(Activity) Only lines containing "ChatResponse" belong in the answer, each copied from the entries below.

----------

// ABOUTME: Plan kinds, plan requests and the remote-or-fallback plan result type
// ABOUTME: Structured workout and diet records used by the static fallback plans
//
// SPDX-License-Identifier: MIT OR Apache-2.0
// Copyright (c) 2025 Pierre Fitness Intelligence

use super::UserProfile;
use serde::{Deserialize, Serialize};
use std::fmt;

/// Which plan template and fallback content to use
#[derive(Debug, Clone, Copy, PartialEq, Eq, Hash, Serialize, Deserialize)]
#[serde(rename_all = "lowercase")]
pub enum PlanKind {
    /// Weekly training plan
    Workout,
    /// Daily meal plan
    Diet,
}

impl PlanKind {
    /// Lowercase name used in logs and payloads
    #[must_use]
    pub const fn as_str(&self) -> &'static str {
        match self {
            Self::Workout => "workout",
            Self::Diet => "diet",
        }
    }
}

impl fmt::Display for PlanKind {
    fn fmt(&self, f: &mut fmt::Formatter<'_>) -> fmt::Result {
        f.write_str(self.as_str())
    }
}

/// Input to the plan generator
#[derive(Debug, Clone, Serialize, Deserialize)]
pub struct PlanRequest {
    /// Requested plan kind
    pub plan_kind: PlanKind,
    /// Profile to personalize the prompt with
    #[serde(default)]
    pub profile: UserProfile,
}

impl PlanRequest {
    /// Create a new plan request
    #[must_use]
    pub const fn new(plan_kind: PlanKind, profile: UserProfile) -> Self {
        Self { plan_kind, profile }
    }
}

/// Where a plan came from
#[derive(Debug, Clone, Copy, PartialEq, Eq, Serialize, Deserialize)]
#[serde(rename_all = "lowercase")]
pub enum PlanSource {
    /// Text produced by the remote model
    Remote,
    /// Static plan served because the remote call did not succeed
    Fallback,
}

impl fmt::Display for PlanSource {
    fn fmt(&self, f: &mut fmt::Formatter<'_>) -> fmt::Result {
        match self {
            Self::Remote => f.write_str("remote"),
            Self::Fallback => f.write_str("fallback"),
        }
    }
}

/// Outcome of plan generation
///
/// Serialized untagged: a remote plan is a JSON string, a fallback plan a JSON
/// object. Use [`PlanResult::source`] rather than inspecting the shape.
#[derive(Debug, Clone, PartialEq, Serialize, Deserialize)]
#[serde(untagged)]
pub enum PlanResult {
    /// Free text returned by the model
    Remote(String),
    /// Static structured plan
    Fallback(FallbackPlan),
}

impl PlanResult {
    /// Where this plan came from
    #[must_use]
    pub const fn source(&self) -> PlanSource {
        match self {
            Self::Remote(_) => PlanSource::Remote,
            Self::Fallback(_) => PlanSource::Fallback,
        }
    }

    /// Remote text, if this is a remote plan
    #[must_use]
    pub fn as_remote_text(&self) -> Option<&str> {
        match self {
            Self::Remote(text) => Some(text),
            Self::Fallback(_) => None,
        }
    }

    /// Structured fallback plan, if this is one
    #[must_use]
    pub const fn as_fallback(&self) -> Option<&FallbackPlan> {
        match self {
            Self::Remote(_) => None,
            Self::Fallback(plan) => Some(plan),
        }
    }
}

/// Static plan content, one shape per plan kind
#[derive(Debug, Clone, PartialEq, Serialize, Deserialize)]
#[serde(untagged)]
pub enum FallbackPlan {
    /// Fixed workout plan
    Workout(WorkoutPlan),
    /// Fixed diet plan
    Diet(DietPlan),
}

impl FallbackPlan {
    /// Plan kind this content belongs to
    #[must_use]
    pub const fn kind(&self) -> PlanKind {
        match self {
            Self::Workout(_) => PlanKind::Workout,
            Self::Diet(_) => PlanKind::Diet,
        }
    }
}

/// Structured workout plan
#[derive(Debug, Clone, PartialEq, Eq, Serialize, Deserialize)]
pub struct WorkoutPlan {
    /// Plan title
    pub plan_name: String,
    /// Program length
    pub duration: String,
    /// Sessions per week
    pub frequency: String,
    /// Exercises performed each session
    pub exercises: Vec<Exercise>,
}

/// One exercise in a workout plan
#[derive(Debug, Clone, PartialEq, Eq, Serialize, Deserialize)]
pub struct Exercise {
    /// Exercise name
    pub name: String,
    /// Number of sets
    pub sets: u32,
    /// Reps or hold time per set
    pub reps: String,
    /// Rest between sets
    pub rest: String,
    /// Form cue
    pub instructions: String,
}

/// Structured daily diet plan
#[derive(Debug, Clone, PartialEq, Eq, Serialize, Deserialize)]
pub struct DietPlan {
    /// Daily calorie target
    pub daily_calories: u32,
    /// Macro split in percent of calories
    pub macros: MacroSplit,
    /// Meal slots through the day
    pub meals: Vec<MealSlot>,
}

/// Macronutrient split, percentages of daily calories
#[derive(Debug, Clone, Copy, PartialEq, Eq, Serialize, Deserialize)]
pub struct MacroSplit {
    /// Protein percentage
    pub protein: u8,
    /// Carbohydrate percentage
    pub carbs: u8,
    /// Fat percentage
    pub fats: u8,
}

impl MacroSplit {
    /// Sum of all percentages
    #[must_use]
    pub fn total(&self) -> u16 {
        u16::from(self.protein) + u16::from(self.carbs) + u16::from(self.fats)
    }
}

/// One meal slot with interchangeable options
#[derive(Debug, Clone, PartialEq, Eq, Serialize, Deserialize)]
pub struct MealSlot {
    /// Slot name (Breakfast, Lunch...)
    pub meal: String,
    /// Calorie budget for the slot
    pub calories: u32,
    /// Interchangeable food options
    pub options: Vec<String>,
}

----------

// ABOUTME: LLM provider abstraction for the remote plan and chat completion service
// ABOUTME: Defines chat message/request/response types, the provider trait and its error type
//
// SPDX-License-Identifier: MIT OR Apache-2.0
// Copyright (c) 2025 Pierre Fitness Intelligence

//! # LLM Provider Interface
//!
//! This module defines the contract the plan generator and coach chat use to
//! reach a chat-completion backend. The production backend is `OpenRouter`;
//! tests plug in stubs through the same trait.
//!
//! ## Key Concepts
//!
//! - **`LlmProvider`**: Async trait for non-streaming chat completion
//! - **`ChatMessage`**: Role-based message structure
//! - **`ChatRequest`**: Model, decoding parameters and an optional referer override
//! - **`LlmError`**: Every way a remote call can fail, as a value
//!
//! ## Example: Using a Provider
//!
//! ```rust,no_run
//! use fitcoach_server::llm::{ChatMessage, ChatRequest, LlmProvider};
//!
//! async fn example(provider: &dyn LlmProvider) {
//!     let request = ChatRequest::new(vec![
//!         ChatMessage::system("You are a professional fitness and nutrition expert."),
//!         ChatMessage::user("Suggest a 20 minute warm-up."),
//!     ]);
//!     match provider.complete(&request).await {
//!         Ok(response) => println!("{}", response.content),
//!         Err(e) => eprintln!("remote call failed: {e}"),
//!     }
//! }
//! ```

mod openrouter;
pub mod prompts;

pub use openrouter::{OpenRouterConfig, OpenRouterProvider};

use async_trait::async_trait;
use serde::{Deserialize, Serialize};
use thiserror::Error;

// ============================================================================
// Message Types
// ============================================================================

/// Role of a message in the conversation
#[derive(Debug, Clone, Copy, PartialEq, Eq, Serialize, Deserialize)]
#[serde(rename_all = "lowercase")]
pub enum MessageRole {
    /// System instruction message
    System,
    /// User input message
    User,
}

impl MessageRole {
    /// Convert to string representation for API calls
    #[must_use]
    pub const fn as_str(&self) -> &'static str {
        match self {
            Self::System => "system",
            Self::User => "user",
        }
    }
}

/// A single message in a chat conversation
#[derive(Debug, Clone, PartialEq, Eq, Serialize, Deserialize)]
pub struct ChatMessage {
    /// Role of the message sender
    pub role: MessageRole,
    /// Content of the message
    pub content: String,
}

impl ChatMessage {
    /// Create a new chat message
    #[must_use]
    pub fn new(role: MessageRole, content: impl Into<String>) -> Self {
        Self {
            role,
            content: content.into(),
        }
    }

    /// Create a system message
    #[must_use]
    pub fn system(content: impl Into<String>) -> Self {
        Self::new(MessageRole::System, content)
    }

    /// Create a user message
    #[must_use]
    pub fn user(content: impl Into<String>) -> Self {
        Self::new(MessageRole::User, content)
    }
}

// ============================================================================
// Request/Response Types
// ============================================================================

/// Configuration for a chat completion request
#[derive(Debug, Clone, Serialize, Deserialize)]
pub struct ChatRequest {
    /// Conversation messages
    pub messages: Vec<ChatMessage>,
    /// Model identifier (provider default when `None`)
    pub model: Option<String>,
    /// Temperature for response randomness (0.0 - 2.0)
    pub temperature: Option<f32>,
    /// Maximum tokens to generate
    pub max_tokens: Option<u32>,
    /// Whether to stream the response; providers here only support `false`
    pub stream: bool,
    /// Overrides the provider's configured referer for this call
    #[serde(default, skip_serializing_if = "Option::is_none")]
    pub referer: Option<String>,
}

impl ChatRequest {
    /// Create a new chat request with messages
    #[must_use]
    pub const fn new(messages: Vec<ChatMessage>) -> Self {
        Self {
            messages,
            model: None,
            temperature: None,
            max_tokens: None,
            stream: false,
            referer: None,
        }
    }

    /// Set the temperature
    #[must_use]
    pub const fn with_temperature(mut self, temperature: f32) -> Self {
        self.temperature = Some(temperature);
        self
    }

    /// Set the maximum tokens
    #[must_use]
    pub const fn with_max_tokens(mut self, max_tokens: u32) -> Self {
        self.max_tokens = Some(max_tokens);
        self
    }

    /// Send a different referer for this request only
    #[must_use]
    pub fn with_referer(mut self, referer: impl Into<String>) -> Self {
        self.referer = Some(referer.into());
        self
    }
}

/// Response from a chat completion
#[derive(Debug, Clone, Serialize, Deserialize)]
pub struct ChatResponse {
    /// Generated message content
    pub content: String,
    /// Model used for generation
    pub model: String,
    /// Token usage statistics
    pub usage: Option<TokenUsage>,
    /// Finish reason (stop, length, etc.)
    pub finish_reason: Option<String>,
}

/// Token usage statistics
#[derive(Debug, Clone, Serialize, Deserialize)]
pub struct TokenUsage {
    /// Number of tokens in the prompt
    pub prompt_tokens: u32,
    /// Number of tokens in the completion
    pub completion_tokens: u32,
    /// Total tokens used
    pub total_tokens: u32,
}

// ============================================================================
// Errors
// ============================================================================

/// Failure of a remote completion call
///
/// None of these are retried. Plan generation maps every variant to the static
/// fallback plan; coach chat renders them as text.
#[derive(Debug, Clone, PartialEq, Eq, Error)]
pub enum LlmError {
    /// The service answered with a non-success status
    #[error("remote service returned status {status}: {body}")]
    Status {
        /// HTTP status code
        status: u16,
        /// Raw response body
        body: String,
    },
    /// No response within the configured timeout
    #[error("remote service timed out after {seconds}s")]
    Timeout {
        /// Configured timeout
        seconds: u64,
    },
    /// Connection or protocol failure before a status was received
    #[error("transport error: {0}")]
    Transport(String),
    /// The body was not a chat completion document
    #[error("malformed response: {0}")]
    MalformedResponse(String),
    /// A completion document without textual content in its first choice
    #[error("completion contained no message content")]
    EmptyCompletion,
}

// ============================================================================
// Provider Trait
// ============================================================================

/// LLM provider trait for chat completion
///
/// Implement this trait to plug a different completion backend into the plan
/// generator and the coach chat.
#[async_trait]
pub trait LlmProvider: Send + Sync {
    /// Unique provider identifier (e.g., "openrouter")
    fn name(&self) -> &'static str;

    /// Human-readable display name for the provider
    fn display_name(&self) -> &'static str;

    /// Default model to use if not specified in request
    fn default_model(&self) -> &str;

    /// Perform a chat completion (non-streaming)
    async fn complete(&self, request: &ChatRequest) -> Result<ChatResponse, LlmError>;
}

----------

(Exercise answer)
pub struct ChatResponse {
    async fn complete(&self, request: &ChatRequest) -> Result<ChatResponse, LlmError>;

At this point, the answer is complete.